§ **What the exercise asks**
Across the listing below, how many lines contain "UserKey"? Answer with the number and nothing else.

# # #

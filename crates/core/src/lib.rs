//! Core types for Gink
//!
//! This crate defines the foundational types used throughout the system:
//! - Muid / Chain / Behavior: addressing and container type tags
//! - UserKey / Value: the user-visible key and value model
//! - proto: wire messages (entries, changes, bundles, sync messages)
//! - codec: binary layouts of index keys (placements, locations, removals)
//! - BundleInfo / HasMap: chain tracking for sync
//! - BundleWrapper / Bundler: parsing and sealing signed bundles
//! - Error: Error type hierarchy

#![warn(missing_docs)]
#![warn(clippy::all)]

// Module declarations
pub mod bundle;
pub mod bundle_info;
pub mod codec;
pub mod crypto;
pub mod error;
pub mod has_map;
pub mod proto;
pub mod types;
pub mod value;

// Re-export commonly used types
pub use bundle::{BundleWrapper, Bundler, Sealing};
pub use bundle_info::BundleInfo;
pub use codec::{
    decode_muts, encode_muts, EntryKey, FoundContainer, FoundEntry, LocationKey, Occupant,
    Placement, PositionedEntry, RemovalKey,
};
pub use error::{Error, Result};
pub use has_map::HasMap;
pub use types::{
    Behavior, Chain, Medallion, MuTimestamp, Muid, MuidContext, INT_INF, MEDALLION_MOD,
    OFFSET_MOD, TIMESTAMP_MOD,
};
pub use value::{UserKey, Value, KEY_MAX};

# # #

§ **Exercise solution**
2